In the late 19th and early 20th centuries, Australian-English polymath Joseph Jacobs laid the framework for modern scholarship about all things Jewish, including Jewish population genetics. Born in Sydney, Australia, Jacobs went to England in 1872, intent on studying law at Cambridge University. Instead, he became interested in literature and anthropology, as well as mathematics, history and philosophy.
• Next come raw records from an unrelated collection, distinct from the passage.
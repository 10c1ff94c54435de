//! Deadline-bounded subprocess execution with merged line capture.

use cloudlink::config::CommandSpec;
use std::path::Path;
use std::process::{ExitStatus, Stdio};
use thiserror::Error;
use tokio::io::{AsyncBufReadExt, BufReader};
use tokio::process::{Child, ChildStderr, ChildStdout, Command};
use tokio::time::{timeout_at, Instant};
use tracing::{debug, warn};
use zeroize::Zeroizing;

const REDACTED: &str = "[redacted]";

/// Ordered, append-only build log that masks known secrets.
#[derive(Default)]
pub struct BuildLog {
    lines: Vec<String>,
    secrets: Vec<Zeroizing<String>>,
}

impl BuildLog {
    pub fn new() -> Self {
        Self::default()
    }

    /// Masks `secret` in every line pushed from now on.
    pub fn add_secret(&mut self, secret: &str) {
        if !secret.is_empty() {
            self.secrets.push(Zeroizing::new(secret.to_string()));
        }
    }

    pub fn push(&mut self, line: impl Into<String>) {
        let mut line = line.into();
        for secret in &self.secrets {
            if line.contains(secret.as_str()) {
                line = line.replace(secret.as_str(), REDACTED);
            }
        }
        self.lines.push(line);
    }

    pub fn len(&self) -> usize {
        self.lines.len()
    }

    pub fn is_empty(&self) -> bool {
        self.lines.is_empty()
    }

    pub fn lines(&self) -> &[String] {
        &self.lines
    }

    pub fn into_lines(self) -> Vec<String> {
        self.lines
    }
}

#[derive(Debug, Error)]
pub enum RunError {
    #[error("failed to start {program}: {source}")]
    Spawn {
        program: String,
        #[source]
        source: std::io::Error,
    },

    #[error("{program} exited with {status}")]
    Failed { program: String, status: ExitStatus },

    #[error("{program} was killed at the build deadline")]
    DeadlineExceeded { program: String },

    #[error("lost contact with {program}: {source}")]
    Io {
        program: String,
        #[source]
        source: std::io::Error,
    },
}

/// One command to run: the configured program plus per-call arguments.
pub struct Invocation<'a> {
    pub spec: &'a CommandSpec,
    pub args: Vec<String>,
    pub cwd: &'a Path,
    pub env: Vec<(String, String)>,
}

impl<'a> Invocation<'a> {
    pub fn new(spec: &'a CommandSpec, cwd: &'a Path) -> Self {
        Self {
            spec,
            args: Vec::new(),
            cwd,
            env: Vec::new(),
        }
    }

    pub fn arg(mut self, arg: impl Into<String>) -> Self {
        self.args.push(arg.into());
        self
    }

    pub fn env(mut self, key: impl Into<String>, value: impl Into<String>) -> Self {
        self.env.push((key.into(), value.into()));
        self
    }

    fn display(&self) -> String {
        let mut parts = vec![self.spec.program.clone()];
        parts.extend(self.spec.args.iter().cloned());
        parts.extend(self.args.iter().cloned());
        parts.join(" ")
    }
}

/// Runs `invocation` to completion, appending its stdout and stderr to `log`
/// line by line in arrival order.
///
/// The child runs in its own process group. The whole group is killed if it
/// is still running at `deadline`, and any background stragglers are killed
/// once the child exits. A non-zero exit is an error.
pub async fn run(invocation: Invocation<'_>, deadline: Instant, log: &mut BuildLog) -> Result<(), RunError> {
    let program = invocation.spec.program.clone();
    log.push(format!("$ {}", invocation.display()));

    let mut command = Command::new(&invocation.spec.program);
    command
        .args(&invocation.spec.args)
        .args(&invocation.args)
        .current_dir(invocation.cwd)
        .envs(invocation.env.iter().map(|(k, v)| (k.as_str(), v.as_str())))
        .stdin(Stdio::null())
        .stdout(Stdio::piped())
        .stderr(Stdio::piped())
        .kill_on_drop(true);
    // Own process group, so wrappers like `npx` or `sh -c` take their
    // descendants down with them.
    #[cfg(unix)]
    command.process_group(0);

    let mut child = command.spawn().map_err(|source| RunError::Spawn {
        program: program.clone(),
        source,
    })?;
    let pid = child.id();
    debug!(program = %program, pid = ?pid, "Spawned subprocess");

    let (Some(stdout), Some(stderr)) = (child.stdout.take(), child.stderr.take()) else {
        kill_group(&program, pid);
        let _ = child.kill().await;
        return Err(RunError::Io {
            program,
            source: std::io::Error::new(std::io::ErrorKind::Other, "output pipes unavailable"),
        });
    };

    let status = match timeout_at(deadline, pump(&mut child, stdout, stderr, log)).await {
        Ok(Ok(status)) => {
            // Anything the step left running in the background.
            kill_group(&program, pid);
            status
        }
        Ok(Err(source)) => {
            kill_group(&program, pid);
            let _ = child.kill().await;
            return Err(RunError::Io { program, source });
        }
        Err(_) => {
            warn!(program = %program, "Deadline reached, killing subprocess");
            kill_group(&program, pid);
            if let Err(e) = child.kill().await {
                warn!(program = %program, error = %e, "Failed to kill subprocess");
            }
            return Err(RunError::DeadlineExceeded { program });
        }
    };

    if status.success() {
        Ok(())
    } else {
        Err(RunError::Failed { program, status })
    }
}

/// SIGKILL to the process group led by `pid`. A group that is already gone
/// is not an error.
#[cfg(unix)]
fn kill_group(program: &str, pid: Option<u32>) {
    use nix::errno::Errno;
    use nix::sys::signal::{killpg, Signal};
    use nix::unistd::Pid;

    let Some(pid) = pid.and_then(|pid| i32::try_from(pid).ok()) else {
        return;
    };
    match killpg(Pid::from_raw(pid), Signal::SIGKILL) {
        Ok(()) | Err(Errno::ESRCH) => {}
        Err(e) => warn!(program = %program, pgid = pid, error = %e, "Failed to kill process group"),
    }
}

#[cfg(not(unix))]
fn kill_group(_program: &str, _pid: Option<u32>) {}

async fn pump(
    child: &mut Child,
    stdout: ChildStdout,
    stderr: ChildStderr,
    log: &mut BuildLog,
) -> std::io::Result<ExitStatus> {
    let mut out = BufReader::new(stdout).lines();
    let mut err = BufReader::new(stderr).lines();
    let (mut out_open, mut err_open) = (true, true);

    while out_open || err_open {
        tokio::select! {
            line = out.next_line(), if out_open => match line? {
                Some(line) => log.push(line),
                None => out_open = false,
            },
            line = err.next_line(), if err_open => match line? {
                Some(line) => log.push(line),
                None => err_open = false,
            },
        }
    }

    child.wait().await
}

#[cfg(all(test, unix))]
mod tests {
    use super::*;
    use std::time::Duration;

    fn sh(script: &str) -> CommandSpec {
        CommandSpec::new("sh", &["-c", script])
    }

    fn soon(secs: u64) -> Instant {
        Instant::now() + Duration::from_secs(secs)
    }

    #[test]
    fn test_log_masks_secrets() {
        let mut log = BuildLog::new();
        log.add_secret("tok_123");
        log.add_secret("");
        log.push("pushing with tok_123 now");
        assert_eq!(log.lines(), &["pushing with [redacted] now".to_string()]);
    }

    #[tokio::test]
    async fn test_captures_both_streams() {
        let spec = sh("echo out-1; echo err-1 >&2; echo out-2");
        let dir = std::env::temp_dir();
        let mut log = BuildLog::new();

        run(Invocation::new(&spec, &dir), soon(10), &mut log)
            .await
            .unwrap();

        let lines = log.lines();
        assert!(lines[0].starts_with("$ sh -c"));
        assert!(lines.contains(&"out-1".to_string()));
        assert!(lines.contains(&"err-1".to_string()));
        let first = lines.iter().position(|l| l == "out-1").unwrap();
        let second = lines.iter().position(|l| l == "out-2").unwrap();
        assert!(first < second);
    }

    #[tokio::test]
    async fn test_env_and_cwd() {
        let spec = sh("echo \"$GREETING from $(pwd)\"");
        let dir = tempfile::TempDir::new().unwrap();
        let cwd = dir.path().canonicalize().unwrap();
        let mut log = BuildLog::new();
        log.add_secret("hello");

        run(
            Invocation::new(&spec, &cwd).env("GREETING", "hello"),
            soon(10),
            &mut log,
        )
        .await
        .unwrap();

        assert_eq!(
            log.lines().last().unwrap(),
            &format!("[redacted] from {}", cwd.display())
        );
    }

    #[tokio::test]
    async fn test_non_zero_exit() {
        let spec = sh("echo failing; exit 3");
        let dir = std::env::temp_dir();
        let mut log = BuildLog::new();

        let err = run(Invocation::new(&spec, &dir), soon(10), &mut log)
            .await
            .unwrap_err();

        assert!(matches!(err, RunError::Failed { ref status, .. } if status.code() == Some(3)));
        assert!(log.lines().contains(&"failing".to_string()));
    }

    #[tokio::test]
    async fn test_missing_program() {
        let spec = CommandSpec::new("definitely-not-a-real-binary-xyz", &[]);
        let dir = std::env::temp_dir();
        let mut log = BuildLog::new();

        let err = run(Invocation::new(&spec, &dir), soon(10), &mut log)
            .await
            .unwrap_err();
        assert!(matches!(err, RunError::Spawn { .. }));
    }

    #[tokio::test]
    async fn test_deadline_kills_process() {
        let spec = sh("echo started; sleep 30");
        let dir = std::env::temp_dir();
        let mut log = BuildLog::new();
        let started = std::time::Instant::now();

        let err = run(
            Invocation::new(&spec, &dir),
            Instant::now() + Duration::from_millis(300),
            &mut log,
        )
        .await
        .unwrap_err();

        assert!(matches!(err, RunError::DeadlineExceeded { .. }));
        assert!(started.elapsed() < Duration::from_secs(10));
    }

    #[tokio::test]
    async fn test_deadline_kills_descendants() {
        let spec = sh("(sleep 1; touch marker); echo done");
        let dir = tempfile::TempDir::new().unwrap();
        let mut log = BuildLog::new();

        let err = run(
            Invocation::new(&spec, dir.path()),
            Instant::now() + Duration::from_millis(300),
            &mut log,
        )
        .await
        .unwrap_err();
        assert!(matches!(err, RunError::DeadlineExceeded { .. }));

        tokio::time::sleep(Duration::from_secs(2)).await;
        assert!(!dir.path().join("marker").exists());
        assert!(!log.lines().contains(&"done".to_string()));
    }

    #[tokio::test]
    async fn test_background_leftovers_are_killed() {
        let spec = sh("(sleep 1; touch marker) >/dev/null 2>&1 & echo started");
        let dir = tempfile::TempDir::new().unwrap();
        let mut log = BuildLog::new();

        run(Invocation::new(&spec, dir.path()), soon(10), &mut log)
            .await
            .unwrap();

        tokio::time::sleep(Duration::from_secs(2)).await;
        assert!(!dir.path().join("marker").exists());
    }
}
Upon graduating in 1876, he went to London to become a writer. While there, his professional development was transformed by two books. The first was George Eliot’s novel
Daniel Deronda
. Following publication, Eliot was derided by the English critics for turning an English gentleman into a Jew. She knew of the risk that she ran writing this novel, because she told Harriet Beecher Stowe that she wanted, “to rouse the imagination of [English] men and women to a vision of human claims in those races of their fellow men who differ from them in customs and beliefs.” Daniel’s self-discovery was life-changing not only for the character in the novel, but also for Jacobs. He wrote, “It is difficult for those who have not lived through it to understand the influence that George Elliot had upon those of us who came to our intellectual majority in the Seventies. George Elliot’s novels were regarded by us not so much as novels, but rather as applications of Darwinism to life
and art.”
The second transformative book was Francis Galton’s
Hereditary Genius
, a treatise in which the formulator of the concept of Nature versus Nurture observed that superior intelligence tended to be transmitted within families. Francis Galton, himself a famous polymath, was Charles Darwin’s cousin and Joseph Jacobs’ Darwinian mentor. Galton taught Jacobs that all human attributes could be measured – heads, heights, intelligence. Following this lead, Jacobs assessed Jewish accomplishment and wrote Jewish Genius. He applied Galton’s methods to measuring Jews and wrote Jewish Statistics: Social, Vital and
Anthropometric. Jacobs concluded that the low historical rates of intermarriage and proselytism and the physical resemblance among Jews favored the idea of a Jewish race. In his article in the Jewish Encyclopedia on ‘Anthropology’, he wrote, “The remarkable unity of resemblance among Jews, even in different climes, seems to imply a common descent.” When Mendel’s laws were rediscovered in 1901, Jacobs suggested that there was a genetic basis to Jewishness.
In 1906, Jacobs came to New York to edit the Jewish Encyclopedia, the major source of Jewish information at the turn of the last century. Jacobs felt that a study of Jewish history, when combined with an analysis of Jewish racial characteristics, would provide a powerful arsenal in the battle against anti-Semitism. He regarded it as his duty to fight anti-Semites of his day by pointing out Jewish contributions to civilization.